/// Derivatives `0..=derivs` at the expansion centre itself, from the
/// coefficient recurrence: `y^(d)(z₀) = d! · a_d`.
fn extend_jet_at_center(
    basis: &LocalBasis,
    state: &[ComplexBall],
    derivs: usize,
    prec: usize,
) -> Vec<ComplexBall> {
    let nterms = derivs + 1;
    let mut out = vec![ComplexBall::zero(prec); nterms];
    for (j, c) in state.iter().enumerate() {
        if c.is_exact_zero() {
            continue;
        }
        let coeffs = basis.expand(j, nterms, prec);
        for (d, o) in out.iter_mut().enumerate() {
            *o = o.add(&c.mul(&coeffs[d][0]));
        }
    }
    let mut factorial = ComplexBall::one(prec);
    for (d, o) in out.iter_mut().enumerate().skip(1) {
        factorial = factorial.mul_i64(d as i64);
        *o = o.mul(&factorial);
    }
    out
}

/// Rewrites the path so no two consecutive vertices are both singular:
/// the connection machinery always matches jets at an ordinary point in
/// between.
fn preprocess(
    op: &DiffOp,
    path: &[PathPoint],
) -> Result<Vec<PathPoint>, EvalError> {
    let mut out = Vec::with_capacity(path.len());
    out.push(path[0].clone());
    for pair in path.windows(2) {
        let (a, b) = (&pair[0], &pair[1]);
        if a != b
            && op.is_singular_vertex(a)
            && op.is_singular_vertex(b)
        {
            out.push(ordinary_between(op, a, b)?);
        }
        out.push(b.clone());
    }
    Ok(out)
}

/// An exact rational point strictly between `a` and `b` that is not
/// singular. The leading coefficient has finitely many roots, so one of
/// the candidate fractions is always free for operators of reasonable
/// degree.
fn ordinary_between(
    op: &DiffOp,
    a: &PathPoint,
    b: &PathPoint,
) -> Result<PathPoint, EvalError> {
    for den in [2u64, 3, 5, 7, 11, 13, 17, 19, 23] {
        for num in 1..den {
            let t = RBig::from_parts(IBig::from(num), UBig::from(den));
            let m = interpolate(a, b, &t);
            if !op.is_singular_vertex(&m) {
                return Ok(m);
            }
        }
    }
    Err(EvalError::InvalidInput(
        "no ordinary point found between consecutive singular vertices"
            .into(),
    ))
}

#[cfg(test)]
mod tests {
    use super::*;
    use crate::coeffs::QiNum;
    use crate::poly::QPoly;

    fn qp(cs: &[i64]) -> QPoly {
        QPoly::new(cs.iter().map(|&n| QiNum::from_integer(n)).collect())
    }

    /// y' = y.
    fn exp_op() -> DiffOp {
        DiffOp::new(vec![qp(&[-1]), qp(&[1])]).unwrap()
    }

    fn z(n: i64) -> QiNum {
        QiNum::from_integer(n)
    }

    /// Exact (zero-radius) initial condition.
    fn b(n: i64) -> ComplexBall {
        ComplexBall::from_i64(n, 64)
    }

    #[test]
    fn exponential_at_one() {
        let op = exp_op();
        let opts = EvalOptions {
            target_error: 1e-30,
            ..EvalOptions::default()
        };
        let out = evaluate(&op, &[b(1)], &[z(0), z(1)], &opts).unwrap();
        assert_eq!(out.len(), 1);
        assert!(out[0].rad_upper() <= 1e-30);
        assert!((out[0].re().mid_f64() - std::f64::consts::E).abs() < 1e-12);
        assert!(out[0].im().mid_f64().abs() < 1e-12);
    }

    #[test]
    fn derivatives_of_the_exponential_all_match() {
        let op = exp_op();
        let opts = EvalOptions {
            target_error: 1e-20,
            derivatives: 2,
            ..EvalOptions::default()
        };
        let out = evaluate(&op, &[b(1)], &[z(0), z(1)], &opts).unwrap();
        assert_eq!(out.len(), 3);
        for v in &out {
            assert!((v.re().mid_f64() - std::f64::consts::E).abs() < 1e-12);
        }
    }

    #[test]
    fn base_point_evaluation_without_stepping() {
        let op = exp_op();
        let opts = EvalOptions {
            target_error: 1e-20,
            derivatives: 3,
            ..EvalOptions::default()
        };
        let out = evaluate(&op, &[b(1)], &[z(0)], &opts).unwrap();
        assert_eq!(out.len(), 4);
        for v in &out {
            // All derivatives of e^z are 1 at the origin.
            assert!((v.re().mid_f64() - 1.0).abs() < 1e-15);
            assert!(v.rad_upper() < 1e-15);
        }
    }

    #[test]
    fn wrong_initial_length_is_rejected() {
        let op = exp_op();
        let err = evaluate(
            &op,
            &[b(1), b(0)],
            &[z(0), z(1)],
            &EvalOptions::default(),
        )
        .unwrap_err();
        assert!(matches!(err, EvalError::InvalidInput(_)));
    }

    #[test]
    fn zero_step_budget_cancels() {
        let op = exp_op();
        let opts = EvalOptions {
            max_steps: 0,
            ..EvalOptions::default()
        };
        let err = evaluate(&op, &[b(1)], &[z(0), z(1)], &opts).unwrap_err();
        assert_eq!(err, EvalError::Cancelled { steps: 0 });
    }

    #[test]
    fn low_starting_precision_still_meets_the_target() {
        let op = exp_op();
        let opts = EvalOptions {
            target_error: 1e-40,
            initial_prec_bits: Some(64),
            ..EvalOptions::default()
        };
        let out = evaluate(&op, &[b(1)], &[z(0), z(1)], &opts).unwrap();
        assert!(out[0].rad_upper() <= 1e-40);
        assert!((out[0].re().mid_f64() - std::f64::consts::E).abs() < 1e-12);
    }

    #[test]
    fn refinement_is_monotone() {
        let op = exp_op();
        let loose = EvalOptions {
            target_error: 1e-10,
            ..EvalOptions::default()
        };
        let tight = EvalOptions {
            target_error: 1e-25,
            ..EvalOptions::default()
        };
        let a = evaluate(&op, &[b(1)], &[z(0), z(1)], &loose).unwrap();
        let b = evaluate(&op, &[b(1)], &[z(0), z(1)], &tight).unwrap();
        assert!(b[0].rad_upper() <= a[0].rad_upper());
        assert!(a[0].rad_upper() <= 1e-10);
        assert!(b[0].rad_upper() <= 1e-25);
    }

    #[test]
    fn batch_matches_individual_runs() {
        let op = exp_op();
        let opts = EvalOptions {
            target_error: 1e-15,
            ..EvalOptions::default()
        };
        let jobs = vec![
            (vec![b(1)], vec![z(0), z(1)]),
            (vec![b(2)], vec![z(0), z(1)]),
        ];
        let batch = evaluate_batch(&op, &jobs, &opts);
        for (job, res) in jobs.iter().zip(&batch) {
            let single = evaluate(&op, &job.0, &job.1, &opts).unwrap();
            let got = res.as_ref().unwrap();
            assert!(
                (got[0].re().mid_f64() - single[0].re().mid_f64()).abs()
                    < 1e-14
            );
        }
    }

    #[test]
    fn observer_sees_steps() {
        let op = exp_op();
        let opts = EvalOptions {
            target_error: 1e-15,
            ..EvalOptions::default()
        };
        let mut seen = 0_usize;
        let out = evaluate_with_observer(
            &op,
            &[b(1)],
            &[z(0), z(1)],
            &opts,
            &mut |info, state| {
                assert!(info.precision_bits >= 64);
                assert_eq!(state.len(), 1);
                seen += 1;
            },
        )
        .unwrap();
        assert!(seen >= 1);
        assert!(out[0].rad_upper() <= 1e-15);
    }

    #[test]
    fn path_through_singularity_is_refused() {
        // (4z - 1) y'' + 4 y' = 0 is singular at z = 1/4.
        let op =
            DiffOp::new(vec![QPoly::zero(), qp(&[4]), qp(&[-1, 4])]).unwrap();
        let err = evaluate(
            &op,
            &[b(0), b(1)],
            &[z(0), z(1)],
            &EvalOptions::default(),
        )
        .unwrap_err();
        assert!(matches!(
            err,
            EvalError::PathTooCloseToSingularity { segment: 0, .. }
        ));
    }
}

+===+

**Exercise objective:** Restate word for word only the lines above from the line containing "assert!(out[0].rad_upper() <= 1e-40);" to the line containing "let tight = EvalOptions", both of them included.

**Your response:**
        assert!(out[0].rad_upper() <= 1e-40);
        assert!((out[0].re().mid_f64() - std::f64::consts::E).abs() < 1e-12);
    }

    #[test]
    fn refinement_is_monotone() {
        let op = exp_op();
        let loose = EvalOptions {
            target_error: 1e-10,
            ..EvalOptions::default()
        };
        let tight = EvalOptions {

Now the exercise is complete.